Smoke had filled the whole room at this point, prompting some of the students to leave, putting their pitiful tips on the table. Only three tables were left. I looked at Ted behind the bar, shining the rim of a glass. He went to the door and flipped the sign to "closed."

"Miss . . . Miss," the younger one said, his hand raised, looking my way. I wondered how long he'd been trying to get my attention.

"Another round for us both," he said when I walked over. I considered him again. He was good looking, I suppose. I imagine some of the women students whispered stories about him. He never noticed me, though. 

(Is it possible he is gay?)  

"Thank you, George," the old man said as I placed their ales on the table and refilled the bar mix. They lifted their glasses together, then drank. 

"But I would argue the opposite," the younger one said." There is no such thing as non-fiction."

A bit of smile crept across the old man's face. "Why whatever do you mean?"
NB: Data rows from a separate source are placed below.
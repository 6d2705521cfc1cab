use async_trait::async_trait;
use serde_json::{json, Value};

use super::{CallbackError, InitiationRequest, PaymentProvider, ProviderAcceptance};
use crate::domain::errors::DomainError;
use crate::domain::payment::{CallbackOutcome, CorrelationKey, PaymentMethod};

/// Cash collected by the courier. Nothing leaves the process; the payment
/// record exists so that collection can be tracked like any other payment.
pub struct CashOnDeliveryProvider;

pub fn reference_for(order_number: &str) -> String {
    format!("COD-{order_number}")
}

#[async_trait]
impl PaymentProvider for CashOnDeliveryProvider {
    fn method(&self) -> PaymentMethod {
        PaymentMethod::CashOnDelivery
    }

    fn correlation_key(&self) -> CorrelationKey {
        CorrelationKey::LocalReference
    }

    fn reference_in_advance(&self, request: &InitiationRequest) -> Option<String> {
        Some(reference_for(&request.order_number))
    }

    async fn initiate(&self, request: &InitiationRequest) -> Result<ProviderAcceptance, DomainError> {
        Ok(ProviderAcceptance {
            reference: reference_for(&request.order_number),
            contact: request.contact.clone(),
            customer_message: Some("Pay the courier on delivery".to_string()),
            client_secret: None,
            raw: json!({ "method": "cod", "order_number": request.order_number }),
        })
    }

    fn parse_callback(&self, _body: &[u8]) -> Result<Option<CallbackOutcome>, CallbackError> {
        Err(CallbackError::Unsupported(PaymentMethod::CashOnDelivery))
    }

    fn acknowledgement(&self) -> Value {
        json!({ "received": true })
    }
}
//! Stripe card payments via PaymentIntents.
//!
//! The PaymentIntent id is the correlation key; the payment id also travels
//! in the intent metadata for webhooks that outrun the create call. Webhooks are signed with the
//! endpoint secret (`Stripe-Signature: t=...,v1=...`); unsigned or stale
//! deliveries are refused before anything is parsed.

use async_trait::async_trait;
use bigdecimal::{BigDecimal, RoundingMode, ToPrimitive};
use chrono::Utc;
use hmac::{Hmac, Mac};
use log::{debug, warn};
use serde::Deserialize;
use serde_json::{json, Value};
use sha2::Sha256;

use super::{CallbackError, InitiationRequest, PaymentProvider, ProviderAcceptance};
use crate::config::StripeConfig;
use crate::domain::errors::DomainError;
use crate::domain::payment::{CallbackOutcome, CallbackResult, CorrelationKey, PaymentMethod};

type HmacSha256 = Hmac<Sha256>;

pub const SIGNATURE_HEADER: &str = "Stripe-Signature";
const SIGNATURE_TOLERANCE_SECS: i64 = 300;

pub struct StripeProvider {
    client: reqwest::Client,
    config: StripeConfig,
}

#[derive(Debug, Deserialize)]
struct PaymentIntent {
    id: String,
    #[serde(default)]
    status: Option<String>,
    #[serde(default)]
    client_secret: Option<String>,
}

#[derive(Debug, Deserialize)]
struct StripeErrorBody {
    error: StripeError,
}

#[derive(Debug, Deserialize)]
struct StripeError {
    #[serde(default)]
    message: Option<String>,
}

#[derive(Debug, Deserialize)]
struct Event {
    #[serde(rename = "type")]
    event_type: String,
    data: EventData,
}

#[derive(Debug, Deserialize)]
struct EventData {
    object: IntentObject,
}

#[derive(Debug, Deserialize)]
struct IntentObject {
    #[serde(default)]
    id: Option<String>,
    #[serde(default)]
    amount_received: Option<i64>,
    #[serde(default)]
    latest_charge: Option<String>,
    #[serde(default)]
    last_payment_error: Option<StripeError>,
    #[serde(default)]
    metadata: Option<IntentMetadata>,
}

#[derive(Debug, Deserialize)]
struct IntentMetadata {
    #[serde(default)]
    attempt_id: Option<String>,
}

/// Stripe amounts are integers in the currency's minor unit.
pub fn minor_units(amount: &BigDecimal) -> Result<i64, DomainError> {
    (amount * BigDecimal::from(100))
        .with_scale_round(0, RoundingMode::HalfUp)
        .to_i64()
        .filter(|a| *a > 0)
        .ok_or_else(|| DomainError::InvalidInput(format!("cannot charge {amount} by card")))
}

/// Checks a `Stripe-Signature` header against `body` as of `now` (unix seconds).
pub fn verify_signature(
    secret: &str,
    body: &[u8],
    header: &str,
    now: i64,
) -> Result<(), CallbackError> {
    let mut timestamp = None;
    let mut signatures = Vec::new();
    for part in header.split(',') {
        match part.trim().split_once('=') {
            Some(("t", value)) => timestamp = Some(value),
            Some(("v1", value)) => signatures.push(value),
            _ => {}
        }
    }
    let timestamp = timestamp.ok_or(CallbackError::InvalidSignature)?;
    if signatures.is_empty() {
        return Err(CallbackError::InvalidSignature);
    }
    let issued: i64 = timestamp.parse().map_err(|_| CallbackError::InvalidSignature)?;
    if (now - issued).abs() > SIGNATURE_TOLERANCE_SECS {
        return Err(CallbackError::InvalidSignature);
    }

    let mut mac =
        HmacSha256::new_from_slice(secret.as_bytes()).map_err(|_| CallbackError::InvalidSignature)?;
    mac.update(timestamp.as_bytes());
    mac.update(b".");
    mac.update(body);
    let matches = signatures.iter().any(|candidate| {
        hex::decode(candidate)
            .map(|bytes| mac.clone().verify_slice(&bytes).is_ok())
            .unwrap_or(false)
    });
    if matches {
        Ok(())
    } else {
        Err(CallbackError::InvalidSignature)
    }
}

impl StripeProvider {
    pub fn new(client: reqwest::Client, config: StripeConfig) -> Self {
        Self { client, config }
    }
}

#[async_trait]
impl PaymentProvider for StripeProvider {
    fn method(&self) -> PaymentMethod {
        PaymentMethod::Stripe
    }

    fn correlation_key(&self) -> CorrelationKey {
        CorrelationKey::PaymentIntentId
    }

    async fn initiate(&self, request: &InitiationRequest) -> Result<ProviderAcceptance, DomainError> {
        let token = request.contact.trim();
        if token.is_empty() {
            return Err(DomainError::InvalidInput("a card payment method is required".to_string()));
        }
        let amount = minor_units(&request.amount)?;
        let form = [
            ("amount", amount.to_string()),
            ("currency", request.currency.to_lowercase()),
            ("payment_method", token.to_string()),
            ("confirm", "true".to_string()),
            ("automatic_payment_methods[enabled]", "true".to_string()),
            ("automatic_payment_methods[allow_redirects]", "never".to_string()),
            ("metadata[order_id]", request.order_id.to_string()),
            ("metadata[order_number]", request.order_number.clone()),
            ("metadata[attempt_id]", request.attempt_id.to_string()),
        ];
        debug!("Creating PaymentIntent for order {} ({amount})", request.order_number);

        let response = self
            .client
            .post(format!("{}/v1/payment_intents", self.config.base_url))
            .bearer_auth(self.config.secret_key.reveal())
            .header("Idempotency-Key", request.attempt_id.to_string())
            .form(&form)
            .send()
            .await?;
        let status = response.status();
        let raw: Value = response.json().await?;

        if !status.is_success() {
            let reason = serde_json::from_value::<StripeErrorBody>(raw.clone())
                .ok()
                .and_then(|b| b.error.message)
                .unwrap_or_else(|| format!("Stripe rejected the payment with status {status}"));
            warn!("Stripe rejected payment for order {}: {reason}", request.order_number);
            return Err(DomainError::Provider(reason));
        }
        let intent: PaymentIntent = serde_json::from_value(raw.clone())
            .map_err(|e| DomainError::Provider(format!("unexpected Stripe response: {e}")))?;
        debug!(
            "PaymentIntent {} for order {} is {}",
            intent.id,
            request.order_number,
            intent.status.as_deref().unwrap_or("unknown")
        );
        Ok(ProviderAcceptance {
            reference: intent.id,
            contact: token.to_string(),
            customer_message: None,
            client_secret: intent.client_secret,
            raw,
        })
    }

    fn signature_header(&self) -> Option<&'static str> {
        Some(SIGNATURE_HEADER)
    }

    fn verify_callback(&self, body: &[u8], signature: Option<&str>) -> Result<(), CallbackError> {
        let header = signature.ok_or(CallbackError::MissingSignature)?;
        verify_signature(
            self.config.webhook_secret.reveal(),
            body,
            header,
            Utc::now().timestamp(),
        )
    }

    fn parse_callback(&self, body: &[u8]) -> Result<Option<CallbackOutcome>, CallbackError> {
        let raw: Value =
            serde_json::from_slice(body).map_err(|e| CallbackError::Malformed(e.to_string()))?;
        let event: Event = serde_json::from_value(raw.clone())
            .map_err(|e| CallbackError::Malformed(e.to_string()))?;
        let object = event.data.object;

        let result = match event.event_type.as_str() {
            "payment_intent.succeeded" => CallbackResult::Succeeded {
                amount: object
                    .amount_received
                    .map(|minor| BigDecimal::new(minor.into(), 2)),
                receipt: object.latest_charge,
            },
            "payment_intent.payment_failed" => CallbackResult::Failed {
                reason: object
                    .last_payment_error
                    .and_then(|e| e.message)
                    .unwrap_or_else(|| "card payment failed".to_string()),
            },
            other => {
                debug!("Ignoring Stripe event {other}");
                return Ok(None);
            }
        };
        let reference = object
            .id
            .filter(|id| !id.is_empty())
            .ok_or_else(|| CallbackError::Malformed("missing data.object.id".to_string()))?;
        Ok(Some(CallbackOutcome {
            provider: PaymentMethod::Stripe,
            reference,
            attempt_id: object
                .metadata
                .and_then(|m| m.attempt_id)
                .and_then(|id| id.parse().ok()),
            result,
            raw,
        }))
    }

    fn acknowledgement(&self) -> Value {
        json!({ "received": true })
    }
}
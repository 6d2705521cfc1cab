use chrono::{DateTime, Utc};
use diesel::pg::PgConnection;
use diesel::prelude::*;
use serde_json::json;
use uuid::Uuid;

use crate::db::DbPool;
use crate::domain::errors::DomainError;
use crate::domain::order::{OrderPaymentStatus, OrderStatus};
use crate::domain::payment::{
    AttemptOutcome, AttemptUpdate, NewPayment, Payment, PaymentMethod, PaymentStatus,
    SettleResult, Settlement, SettlementKind,
};
use crate::domain::ports::PaymentRepository;
use crate::schema::{orders, payments};

use super::models::{NewPaymentRow, PaymentRow};
use super::order_repo::{append_history, record_event};

pub(super) const OPEN_STATUSES: [&str; 2] = ["pending", "processing"];

pub struct DieselPaymentRepository {
    pool: DbPool,
}

impl DieselPaymentRepository {
    pub fn new(pool: DbPool) -> Self {
        Self { pool }
    }
}

/// Marks the owning order paid. A cancelled order keeps its status; the
/// money is still recorded against it.
fn mark_order_paid(
    conn: &mut PgConnection,
    order_id: Uuid,
    payment: &Payment,
    at: DateTime<Utc>,
) -> Result<(), DomainError> {
    let status: Option<String> = orders::table
        .find(order_id)
        .select(orders::status)
        .for_update()
        .first(conn)
        .optional()?;
    let Some(status) = status else {
        return Ok(());
    };

    diesel::update(orders::table.find(order_id))
        .set((
            orders::payment_status.eq(OrderPaymentStatus::Paid.as_str()),
            orders::paid_at.eq(Some(at)),
            orders::payment_reference.eq(Some(payment.provider_reference.as_str())),
            orders::updated_at.eq(at),
        ))
        .execute(conn)?;
    if status == OrderStatus::Pending.as_str() {
        diesel::update(orders::table.find(order_id))
            .set(orders::status.eq(OrderStatus::Confirmed.as_str()))
            .execute(conn)?;
        append_history(
            conn,
            order_id,
            OrderStatus::Confirmed,
            Some(format!("payment received via {}", payment.provider)),
            at,
        )?;
    }
    Ok(())
}

impl PaymentRepository for DieselPaymentRepository {
    fn insert(&self, payment: NewPayment) -> Result<Payment, DomainError> {
        let mut conn = self.pool.get()?;
        let row = diesel::insert_into(payments::table)
            .values(&NewPaymentRow {
                id: payment.id,
                order_id: payment.order_id,
                provider: payment.provider.to_string(),
                provider_reference: payment.provider_reference,
                amount: payment.amount,
                currency: payment.currency,
                status: payment.status.to_string(),
                payer_contact: payment.payer_contact,
                failure_reason: payment.failure_reason,
                raw_payload: payment.raw_payload,
            })
            .returning(PaymentRow::as_returning())
            .get_result(&mut conn)?;
        Payment::try_from(row)
    }

    fn find_by_id(&self, id: Uuid) -> Result<Option<Payment>, DomainError> {
        let mut conn = self.pool.get()?;
        payments::table
            .find(id)
            .select(PaymentRow::as_select())
            .first(&mut conn)
            .optional()?
            .map(Payment::try_from)
            .transpose()
    }

    fn find_by_reference(
        &self,
        provider: PaymentMethod,
        reference: &str,
    ) -> Result<Option<Payment>, DomainError> {
        let mut conn = self.pool.get()?;
        payments::table
            .filter(payments::provider.eq(provider.as_str()))
            .filter(payments::provider_reference.eq(reference))
            .select(PaymentRow::as_select())
            .first(&mut conn)
            .optional()?
            .map(Payment::try_from)
            .transpose()
    }

    fn update_attempt(&self, id: Uuid, update: AttemptUpdate) -> Result<Payment, DomainError> {
        let mut conn = self.pool.get()?;

        conn.transaction::<_, DomainError, _>(|conn| {
            let now = Utc::now();
            let touched = diesel::update(payments::table.find(id))
                .set((
                    payments::provider_reference.eq(update.reference.as_str()),
                    payments::updated_at.eq(now),
                ))
                .execute(conn)?;
            if touched == 0 {
                return Err(DomainError::NotFound);
            }
            if let Some(contact) = &update.contact {
                diesel::update(payments::table.find(id))
                    .set(payments::payer_contact.eq(Some(contact.as_str())))
                    .execute(conn)?;
            }

            // A callback may already have settled the attempt.
            let processing = payments::table
                .filter(payments::id.eq(id))
                .filter(payments::status.eq(PaymentStatus::Processing.as_str()));
            match &update.outcome {
                AttemptOutcome::Accepted { raw } => diesel::update(processing)
                    .set((
                        payments::status.eq(PaymentStatus::Pending.as_str()),
                        payments::raw_payload.eq(Some(raw.clone())),
                    ))
                    .execute(conn)?,
                AttemptOutcome::Rejected { reason } => diesel::update(processing)
                    .set((
                        payments::status.eq(PaymentStatus::Failed.as_str()),
                        payments::failure_reason.eq(Some(reason.as_str())),
                    ))
                    .execute(conn)?,
            };

            let row = payments::table
                .find(id)
                .select(PaymentRow::as_select())
                .first(conn)?;
            Payment::try_from(row)
        })
    }

    fn settle(&self, settlement: Settlement) -> Result<SettleResult, DomainError> {
        let mut conn = self.pool.get()?;

        conn.transaction::<_, DomainError, _>(|conn| {
            // Order row first, the same lock order as cancellation.
            let order_id: Option<Uuid> = payments::table
                .find(settlement.payment_id)
                .select(payments::order_id)
                .first(conn)
                .optional()?
                .ok_or(DomainError::NotFound)?;
            if let Some(order_id) = order_id {
                orders::table
                    .find(order_id)
                    .select(orders::id)
                    .for_update()
                    .first::<Uuid>(conn)
                    .optional()?;
            }

            let from: Vec<&str> = settlement
                .kind
                .settles_from()
                .iter()
                .map(PaymentStatus::as_str)
                .collect();
            let open = payments::table
                .filter(payments::id.eq(settlement.payment_id))
                .filter(payments::status.eq_any(from));
            let at = settlement.at;

            // Only one delivery can move the row out of an open status.
            let updated: Option<PaymentRow> = match &settlement.kind {
                SettlementKind::Completed { receipt } => diesel::update(open)
                    .set((
                        payments::status.eq(PaymentStatus::Completed.as_str()),
                        payments::receipt.eq(receipt.as_deref()),
                        payments::completed_at.eq(Some(at)),
                        payments::raw_payload.eq(Some(settlement.raw_payload.clone())),
                        payments::updated_at.eq(at),
                    ))
                    .returning(PaymentRow::as_returning())
                    .get_result(conn)
                    .optional()?,
                SettlementKind::Failed { reason } => diesel::update(open)
                    .set((
                        payments::status.eq(PaymentStatus::Failed.as_str()),
                        payments::failure_reason.eq(Some(reason.as_str())),
                        payments::raw_payload.eq(Some(settlement.raw_payload.clone())),
                        payments::updated_at.eq(at),
                    ))
                    .returning(PaymentRow::as_returning())
                    .get_result(conn)
                    .optional()?,
            };

            let Some(row) = updated else {
                let current = payments::table
                    .find(settlement.payment_id)
                    .select(PaymentRow::as_select())
                    .first(conn)
                    .optional()?
                    .ok_or(DomainError::NotFound)?;
                return Ok(SettleResult::AlreadyTerminal(Payment::try_from(current)?));
            };
            let payment = Payment::try_from(row)?;

            let Some(order_id) = payment.order_id else {
                return Ok(SettleResult::Applied(payment));
            };
            match &settlement.kind {
                SettlementKind::Completed { receipt } => {
                    mark_order_paid(conn, order_id, &payment, at)?;
                    record_event(
                        conn,
                        order_id,
                        "OrderPaid",
                        json!({
                            "order_id": order_id,
                            "payment_id": payment.id,
                            "provider": payment.provider.as_str(),
                            "receipt": receipt,
                            "amount": payment.amount.to_string(),
                        }),
                    )?;
                }
                SettlementKind::Failed { reason } => {
                    record_event(
                        conn,
                        order_id,
                        "PaymentFailed",
                        json!({
                            "order_id": order_id,
                            "payment_id": payment.id,
                            "provider": payment.provider.as_str(),
                            "reason": reason,
                        }),
                    )?;
                }
            }
            Ok(SettleResult::Applied(payment))
        })
    }
}
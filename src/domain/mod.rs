pub mod errors;
pub mod inventory;
pub mod order;
pub mod payment;
pub mod phone;
pub mod ports;
pub mod pricing;
pub mod product;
The younger one grabbed the newspaper and began flipping through. "Let’s see now—take a look at this headline—people are dying because they believe this, yet you and I know it’s not true. It’s a total fabrication. In fact, it is nothing other than a fiction."

The old man was animated now. His tobacco had a cherry scent. "But of course you don't equate fiction with lies, you're not so simple as that."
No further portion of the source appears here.